- [WHAT TO PRODUCE]: Your answer must be one number: the count of lines below that hold the word "NatGatewayId".

Dataset records
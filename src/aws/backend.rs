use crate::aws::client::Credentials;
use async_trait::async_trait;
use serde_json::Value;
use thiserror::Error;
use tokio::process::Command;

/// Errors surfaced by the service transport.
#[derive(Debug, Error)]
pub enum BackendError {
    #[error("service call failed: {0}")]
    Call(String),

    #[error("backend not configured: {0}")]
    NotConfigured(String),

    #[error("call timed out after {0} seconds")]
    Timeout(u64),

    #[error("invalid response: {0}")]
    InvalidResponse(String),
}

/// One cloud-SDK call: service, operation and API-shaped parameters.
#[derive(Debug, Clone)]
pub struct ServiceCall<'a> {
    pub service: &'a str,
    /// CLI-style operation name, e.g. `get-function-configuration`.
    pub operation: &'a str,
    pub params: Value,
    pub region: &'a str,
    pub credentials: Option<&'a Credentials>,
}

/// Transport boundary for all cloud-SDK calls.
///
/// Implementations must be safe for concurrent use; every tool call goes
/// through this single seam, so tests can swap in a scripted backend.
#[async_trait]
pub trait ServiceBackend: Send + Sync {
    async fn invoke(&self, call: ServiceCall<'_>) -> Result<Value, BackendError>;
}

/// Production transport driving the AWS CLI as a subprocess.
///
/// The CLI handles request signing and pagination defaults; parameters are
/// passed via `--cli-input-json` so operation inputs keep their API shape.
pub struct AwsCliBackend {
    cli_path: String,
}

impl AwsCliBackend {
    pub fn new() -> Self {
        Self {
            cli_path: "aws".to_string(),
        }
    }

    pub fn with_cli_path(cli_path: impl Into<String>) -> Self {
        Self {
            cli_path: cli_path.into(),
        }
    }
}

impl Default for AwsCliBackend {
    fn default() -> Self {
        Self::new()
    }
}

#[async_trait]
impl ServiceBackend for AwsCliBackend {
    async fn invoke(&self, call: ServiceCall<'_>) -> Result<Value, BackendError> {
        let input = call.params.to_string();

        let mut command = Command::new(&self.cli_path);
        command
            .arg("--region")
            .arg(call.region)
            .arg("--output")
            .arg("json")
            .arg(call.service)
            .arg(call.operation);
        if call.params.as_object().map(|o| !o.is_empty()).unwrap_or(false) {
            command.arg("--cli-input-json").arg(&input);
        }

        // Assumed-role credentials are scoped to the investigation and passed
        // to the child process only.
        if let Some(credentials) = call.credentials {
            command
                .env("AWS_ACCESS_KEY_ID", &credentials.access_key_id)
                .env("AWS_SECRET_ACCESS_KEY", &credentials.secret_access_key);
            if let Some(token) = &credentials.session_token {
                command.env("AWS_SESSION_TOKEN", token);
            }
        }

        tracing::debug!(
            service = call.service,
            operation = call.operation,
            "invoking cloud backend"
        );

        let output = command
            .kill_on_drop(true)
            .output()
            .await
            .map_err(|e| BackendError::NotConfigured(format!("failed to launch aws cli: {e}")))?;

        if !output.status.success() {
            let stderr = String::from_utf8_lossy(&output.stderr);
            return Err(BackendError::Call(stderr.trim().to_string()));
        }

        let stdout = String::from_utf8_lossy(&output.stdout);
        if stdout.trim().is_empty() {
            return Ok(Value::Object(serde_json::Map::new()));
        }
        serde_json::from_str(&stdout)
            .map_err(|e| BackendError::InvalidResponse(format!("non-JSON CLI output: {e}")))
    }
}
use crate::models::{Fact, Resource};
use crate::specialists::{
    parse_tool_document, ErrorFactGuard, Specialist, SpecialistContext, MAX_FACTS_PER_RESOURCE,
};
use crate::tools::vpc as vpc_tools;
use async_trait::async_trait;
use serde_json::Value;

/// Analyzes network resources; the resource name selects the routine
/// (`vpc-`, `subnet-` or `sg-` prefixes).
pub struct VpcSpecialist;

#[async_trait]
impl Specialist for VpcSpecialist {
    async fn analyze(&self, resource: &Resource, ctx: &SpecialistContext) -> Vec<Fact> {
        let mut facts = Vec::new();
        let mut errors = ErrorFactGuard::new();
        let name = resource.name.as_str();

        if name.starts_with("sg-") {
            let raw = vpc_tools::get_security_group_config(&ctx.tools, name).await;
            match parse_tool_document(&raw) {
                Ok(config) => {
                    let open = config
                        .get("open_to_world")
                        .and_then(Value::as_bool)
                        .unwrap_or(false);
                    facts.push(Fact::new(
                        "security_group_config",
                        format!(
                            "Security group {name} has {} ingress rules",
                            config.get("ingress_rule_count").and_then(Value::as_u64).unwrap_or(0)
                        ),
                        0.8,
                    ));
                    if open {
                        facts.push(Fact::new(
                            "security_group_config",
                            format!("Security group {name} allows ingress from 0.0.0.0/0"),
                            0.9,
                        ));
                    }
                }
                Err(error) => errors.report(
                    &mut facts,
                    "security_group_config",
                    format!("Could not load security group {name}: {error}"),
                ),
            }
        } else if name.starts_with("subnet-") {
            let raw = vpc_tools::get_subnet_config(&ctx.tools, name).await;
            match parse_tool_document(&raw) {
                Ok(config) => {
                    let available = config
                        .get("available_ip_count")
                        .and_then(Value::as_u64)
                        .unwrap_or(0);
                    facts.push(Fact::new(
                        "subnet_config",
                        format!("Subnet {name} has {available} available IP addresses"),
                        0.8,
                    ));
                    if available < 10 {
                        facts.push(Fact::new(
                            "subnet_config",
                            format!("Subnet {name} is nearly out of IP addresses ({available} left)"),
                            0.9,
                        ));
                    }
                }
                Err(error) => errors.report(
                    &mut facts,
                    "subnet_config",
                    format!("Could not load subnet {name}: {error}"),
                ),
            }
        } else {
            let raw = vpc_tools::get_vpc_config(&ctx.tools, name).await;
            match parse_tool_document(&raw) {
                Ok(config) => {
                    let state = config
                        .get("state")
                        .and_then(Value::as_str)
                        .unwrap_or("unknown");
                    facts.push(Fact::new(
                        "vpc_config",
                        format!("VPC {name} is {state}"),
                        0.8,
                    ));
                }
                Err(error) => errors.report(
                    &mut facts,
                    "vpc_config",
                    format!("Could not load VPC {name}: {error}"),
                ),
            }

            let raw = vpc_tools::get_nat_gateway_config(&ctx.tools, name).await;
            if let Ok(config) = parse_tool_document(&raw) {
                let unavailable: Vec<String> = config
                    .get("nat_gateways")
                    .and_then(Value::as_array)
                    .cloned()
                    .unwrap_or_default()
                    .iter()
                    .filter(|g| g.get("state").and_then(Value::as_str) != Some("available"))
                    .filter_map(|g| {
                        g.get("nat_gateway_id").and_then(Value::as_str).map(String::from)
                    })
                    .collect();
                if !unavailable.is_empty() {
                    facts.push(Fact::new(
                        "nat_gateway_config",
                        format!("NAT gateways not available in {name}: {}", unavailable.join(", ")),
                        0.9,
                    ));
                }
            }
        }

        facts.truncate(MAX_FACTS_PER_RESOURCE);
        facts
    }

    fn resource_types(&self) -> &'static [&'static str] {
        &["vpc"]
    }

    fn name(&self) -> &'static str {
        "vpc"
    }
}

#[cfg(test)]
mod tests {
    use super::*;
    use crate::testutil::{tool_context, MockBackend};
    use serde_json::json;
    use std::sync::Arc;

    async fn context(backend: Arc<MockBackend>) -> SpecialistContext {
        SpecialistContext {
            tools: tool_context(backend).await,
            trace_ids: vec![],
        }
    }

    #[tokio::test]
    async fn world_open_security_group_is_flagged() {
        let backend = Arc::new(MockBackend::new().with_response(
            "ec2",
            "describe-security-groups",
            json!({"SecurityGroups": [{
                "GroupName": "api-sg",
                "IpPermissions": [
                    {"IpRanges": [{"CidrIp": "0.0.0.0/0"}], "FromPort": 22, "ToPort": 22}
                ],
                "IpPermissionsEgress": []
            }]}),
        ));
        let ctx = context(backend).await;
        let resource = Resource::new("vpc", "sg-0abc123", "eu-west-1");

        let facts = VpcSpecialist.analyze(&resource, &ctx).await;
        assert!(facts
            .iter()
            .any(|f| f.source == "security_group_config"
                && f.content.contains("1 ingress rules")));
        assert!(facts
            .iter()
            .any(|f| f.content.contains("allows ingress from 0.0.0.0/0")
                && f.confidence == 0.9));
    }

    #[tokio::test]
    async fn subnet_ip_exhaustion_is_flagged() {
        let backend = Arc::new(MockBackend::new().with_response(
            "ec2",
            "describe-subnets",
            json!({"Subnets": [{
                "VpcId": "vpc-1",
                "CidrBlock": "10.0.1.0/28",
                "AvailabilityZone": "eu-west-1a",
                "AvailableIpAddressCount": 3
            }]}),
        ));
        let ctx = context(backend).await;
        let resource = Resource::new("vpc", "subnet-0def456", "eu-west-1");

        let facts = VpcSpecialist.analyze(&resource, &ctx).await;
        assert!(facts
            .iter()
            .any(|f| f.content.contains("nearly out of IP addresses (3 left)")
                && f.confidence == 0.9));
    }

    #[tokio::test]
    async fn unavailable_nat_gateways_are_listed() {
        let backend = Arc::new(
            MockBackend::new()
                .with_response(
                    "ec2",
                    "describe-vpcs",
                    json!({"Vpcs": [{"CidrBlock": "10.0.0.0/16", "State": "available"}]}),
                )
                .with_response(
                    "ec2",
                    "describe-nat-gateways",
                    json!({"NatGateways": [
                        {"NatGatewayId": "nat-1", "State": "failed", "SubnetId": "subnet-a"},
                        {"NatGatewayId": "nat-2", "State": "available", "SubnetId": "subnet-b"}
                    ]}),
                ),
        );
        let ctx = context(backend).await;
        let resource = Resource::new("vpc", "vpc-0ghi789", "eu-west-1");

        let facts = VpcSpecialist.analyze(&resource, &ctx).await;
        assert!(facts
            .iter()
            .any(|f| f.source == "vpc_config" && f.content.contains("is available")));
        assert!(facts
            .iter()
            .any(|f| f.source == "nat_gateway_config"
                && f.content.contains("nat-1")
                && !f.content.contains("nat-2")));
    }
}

* * *

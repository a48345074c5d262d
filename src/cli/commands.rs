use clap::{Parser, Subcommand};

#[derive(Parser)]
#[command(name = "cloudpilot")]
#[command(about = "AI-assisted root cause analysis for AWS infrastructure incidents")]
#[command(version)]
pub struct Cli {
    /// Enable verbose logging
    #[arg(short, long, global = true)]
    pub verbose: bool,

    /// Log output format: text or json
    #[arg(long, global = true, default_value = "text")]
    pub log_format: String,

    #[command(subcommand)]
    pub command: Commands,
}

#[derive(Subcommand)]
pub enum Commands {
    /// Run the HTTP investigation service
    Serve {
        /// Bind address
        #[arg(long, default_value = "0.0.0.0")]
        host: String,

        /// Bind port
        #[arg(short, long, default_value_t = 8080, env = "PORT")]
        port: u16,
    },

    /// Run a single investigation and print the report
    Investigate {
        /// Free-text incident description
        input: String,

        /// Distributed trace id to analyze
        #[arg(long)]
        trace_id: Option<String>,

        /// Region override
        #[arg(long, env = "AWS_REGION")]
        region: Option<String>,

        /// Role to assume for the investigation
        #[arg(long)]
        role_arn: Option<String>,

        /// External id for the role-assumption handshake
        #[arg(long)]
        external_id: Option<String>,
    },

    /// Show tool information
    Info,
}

- [RESULT OF THE EXERCISE]: 2